- Exercise brief: Which lines below contain "Duration"? Copy every one of them.

------ Records supplied ------

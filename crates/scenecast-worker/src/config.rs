//! Worker server configuration.

use std::path::PathBuf;
use std::time::Duration;

/// Worker server configuration.
#[derive(Debug, Clone)]
pub struct WorkerServerConfig {
    /// Server host
    pub host: String,
    /// Server port
    pub port: u16,
    /// Parent directory for per-request scratch spaces
    pub scratch_root: PathBuf,
    /// Timeout for one FFmpeg invocation
    pub encoder_timeout: Duration,
    /// Timeout for downloading one source clip
    pub download_timeout: Duration,
    /// Max request body size; partitions carry their images inline
    pub max_body_size: usize,
}

impl Default for WorkerServerConfig {
    fn default() -> Self {
        Self {
            host: "0.0.0.0".to_string(),
            port: 4000,
            scratch_root: std::env::temp_dir().join("scenecast-worker"),
            encoder_timeout: Duration::from_secs(1800), // 30 minutes
            download_timeout: Duration::from_secs(300),
            max_body_size: 200 * 1024 * 1024, // 200MB
        }
    }
}

impl WorkerServerConfig {
    /// Create config from environment variables.
    pub fn from_env() -> Self {
        let defaults = Self::default();
        Self {
            host: std::env::var("WORKER_HOST").unwrap_or(defaults.host),
            port: std::env::var("WORKER_PORT")
                .ok()
                .and_then(|s| s.parse().ok())
                .unwrap_or(defaults.port),
            scratch_root: std::env::var("SCRATCH_ROOT")
                .map(PathBuf::from)
                .unwrap_or(defaults.scratch_root),
            encoder_timeout: Duration::from_secs(
                std::env::var("ENCODER_TIMEOUT_SECS")
                    .ok()
                    .and_then(|s| s.parse().ok())
                    .unwrap_or(1800),
            ),
            download_timeout: Duration::from_secs(
                std::env::var("DOWNLOAD_TIMEOUT_SECS")
                    .ok()
                    .and_then(|s| s.parse().ok())
                    .unwrap_or(300),
            ),
            max_body_size: std::env::var("MAX_BODY_SIZE")
                .ok()
                .and_then(|s| s.parse().ok())
                .unwrap_or(defaults.max_body_size),
        }
    }
}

------

- Answer below:
use std::time::Duration;
    pub encoder_timeout: Duration,
    pub download_timeout: Duration,
            encoder_timeout: Duration::from_secs(1800), // 30 minutes
            download_timeout: Duration::from_secs(300),
            encoder_timeout: Duration::from_secs(
            download_timeout: Duration::from_secs(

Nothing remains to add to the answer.